The Southern Poverty Law Center - A Demagogic Bully

Article subtitle: 
The Southern Poverty Law Center demonizes respectable political opponents as "hate groups" - and keeps its coffers bulging
Article author: 
Mark Pulliam
Article publisher: 
City Journal
Article date: 
4 June 2018
Article category: 
National News
Medium
Article Body: 

... According to the SPLC, America is rife with dangerous “hate groups”: the Ku Klux Klan, neo-Nazis, racist skinheads, anti-government militia groups, radical-right terrorists, and many more....

Reality is different. In fact, racial tolerance is at an all-time high, diversity is universally promoted as a civic virtue, and “hate crimes,” as defined and reported by the Federal Bureau of Investigation, have declined over the past decade to fewer than 6,000 incidents a year, a modest number in a country with 326 million people. The principal threats of radical extremism in the United States today are jihadist attacks (radical Islam), militant anti-police rioters (such as Black Lives Matter), and masked Antifa (so-called “anti-fascist”) mobs...

Ironically, the SPLC not only overlooks most of the real hate groups in operation today, along with overtly race-based organizations, such as the pro-Latino National Council of La Raza and MEChA...

Its executives are richly compensated, some in excess of $400,000 annually. Operating from palatial six-story quarters in Montgomery, Alabama (sometimes called the “Poverty Palace”), it enjoys a $300 million endowment, including more than $23 million in cash...

Despite numerous exposés over the years in publications spanning the political spectrum—including Harper’s, The Progressive, The Weekly Standard, Reason, the Baltimore Sun, and even the SPLC’s hometown newspaper, the Montgomery Advertiser—the liberal establishment continues to treat the group as credible, largely because its preoccupation with right-wing bigotry aligns with the stereotypical view of liberals who dominate newspapers like the Washington Post and New York Times. In our polarized culture, the epithet “hate group” is the ultimate slander of political opponents...

This fluid and subjective definition allows the SPLC to lump together—along with the KKK, neo-Nazis, and racist skinheads—such varied groups as religious-liberty advocates Alliance Defending Freedom and Liberty Counsel; pro-family groups such as the World Congress of Families; Frank Gaffney’s Center for Security Policy; the David Horowitz Freedom Center and, separately, its Jihad Watch program; Ann Corcoran’s Refugee Resettlement Watch; and many immigration-reform groups, including CIS and FAIR...

The SPLC’s investment portfolio ... has steadily grown to over $300 million, and includes offshore accounts in the Cayman Islands...

Accordingly, the nonprofit rating group CharityWatch (formerly known as the American Institute of Philanthropy) gives SPLC an “F” rating, its lowest grade...

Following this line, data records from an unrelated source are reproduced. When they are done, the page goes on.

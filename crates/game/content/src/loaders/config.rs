//! Game configuration loader.

use std::path::Path;

use anyhow::Context;
use raycast_core::GameConfig;

use crate::loaders::{LoadResult, read_file};

/// Loader for game configuration from TOML files.
pub struct ConfigLoader;

impl ConfigLoader {
    /// Load config data from a TOML file.
    ///
    /// Every section and field is optional; whatever the file leaves out
    /// keeps its default.
    pub fn load(path: &Path) -> LoadResult<GameConfig> {
        let content = read_file(path)?;
        Self::parse(&content).with_context(|| format!("Failed to parse config TOML at {}", path.display()))
    }

    /// Parse config data from TOML text.
    pub fn parse(content: &str) -> LoadResult<GameConfig> {
        let config: GameConfig = toml::from_str(content)?;
        Ok(config)
    }
}

#[cfg(test)]
mod tests {
    use super::*;
    use raycast_core::DoorRule;

    #[test]
    fn partial_file_keeps_defaults() {
        let config = ConfigLoader::parse(
            r#"
            [view]
            fov_degrees = 60.0

            [rules]
            sight = "graded"
            "#,
        )
        .unwrap();
        assert_eq!(config.view.fov_degrees, 60.0);
        assert_eq!(config.view.eye_height, 0.5);
        assert_eq!(config.rules.sight, DoorRule::Graded);
        assert_eq!(config.player, GameConfig::default().player);
    }

    #[test]
    fn empty_file_is_the_default_config() {
        assert_eq!(ConfigLoader::parse("").unwrap(), GameConfig::default());
    }

    #[test]
    fn wrong_types_are_rejected() {
        assert!(ConfigLoader::parse("[player]\nmax_health = \"lots\"").is_err());
    }
}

Another monitor of nonprofits, Philanthropy Roundtable, is also critical of the SPLC, calling it “a notoriously partisan attack group,” “tendentious,” “irresponsible,” and “a cash-collecting machine.”...

The SPLC’s latest campaign is to seek the removal of more than 700 Confederate-themed statues and monuments from public areas and to eliminate all “publicly sponsored symbols” of Confederate leaders....

The SPLC’s principal function currently is to provide an aura of respectability to liberal journalists wishing to disparage conservative groups and to provide cover for political battles...

The cumulative weight of the SPLC’s excesses may be turning the tide against it, however. Conservatives have intensified their criticism of the group recently, with Jeryl Bier and former attorney general Edwin Meese in the Wall Street Journal, Stella Morabito in The Federalist, and David French in National Review all calling out the organization’s polarizing tactics and fraudulent moral authority. Even left-leaning Politico has become skeptical; Ben Schreckinger’s recent article “Has a Civil Rights Stalwart Lost Its Way?” notes longstanding charges “that the SPLC is overplaying its hand, becoming more of a partisan progressive hit operation than a civil rights watchdog.”...

The SPLC is entitled to advocate its positions, of course, but it does not deserve to be regarded as a dispassionate authority—and certainly should not be cited as such... The SPLC’s efforts are not needed—though it sure is good at raising money.